I owed it to Andy to chill with him. He must have sensed it because I hear him start his car.
“Dude, I’ll be there in like ten. You want some food? I can stop at Wendy’s while I’m out.”
My stomach snarls at the thought of delicious, greasy fast food burgers. I apparently haven’t had my fill of cholesterol and salt while I was blacked out.
“Hell yeah dude. Get extra fries too.” I say, heading to my connected bathroom.
“You want a shake, too?”
“Do you even have to ask?” I laugh. It’s a strange sound. Andy doesn’t notice, or at least he doesn’t comment.
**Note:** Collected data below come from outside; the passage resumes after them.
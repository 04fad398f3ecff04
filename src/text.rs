/// Marker appended to text cut short by [`sample_text`]
pub const ELLIPSIS: &str = "...";

/// Trims the text and collapses every run of whitespace into a single space
pub fn collapse_whitespace(text: &str) -> String {
    text.split_whitespace().collect::<Vec<_>>().join(" ")
}

/// Short, single-line excerpt of an element's text.
///
/// Whitespace is collapsed first; if more than `max_len` characters remain
/// the excerpt is cut at `max_len` and [`ELLIPSIS`] is appended.
pub fn sample_text(text: &str, max_len: usize) -> String {
    let collapsed = collapse_whitespace(text);
    if collapsed.chars().count() <= max_len {
        return collapsed;
    }

    let mut sample: String = collapsed.chars().take(max_len).collect();
    sample.push_str(ELLIPSIS);
    sample
}

/// Truncates a label for display without splitting a character
pub fn truncate(text: &str, max_len: usize) -> String {
    if text.chars().count() <= max_len {
        text.to_string()
    } else {
        text.chars().take(max_len).collect()
    }
}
“I’ll be there in fifteen then. Later dude.”
“Yeah, sounds alright. Later-“
“Connor?” He stops me.
“Yeah, Andy?” I say, a little shocked at his abruptness.
“I love you, dude. It’ll be okay.”
I manage to choke out, “I love you too, man.” Before he hangs up.
After I get undressed, I head to the shower, letting the hot tears run down my face.
Andy knows what to say to tug at my heartstrings, as unmanly as that sounds.
But who am I to say what’s manly? I’m crying in the shower because my best friend is truly the best friend that ever existed.
Even when I abandoned him, he’s still here for me.
Upon realizing that, and how shitty of a friend I am, I feel more tears prick up.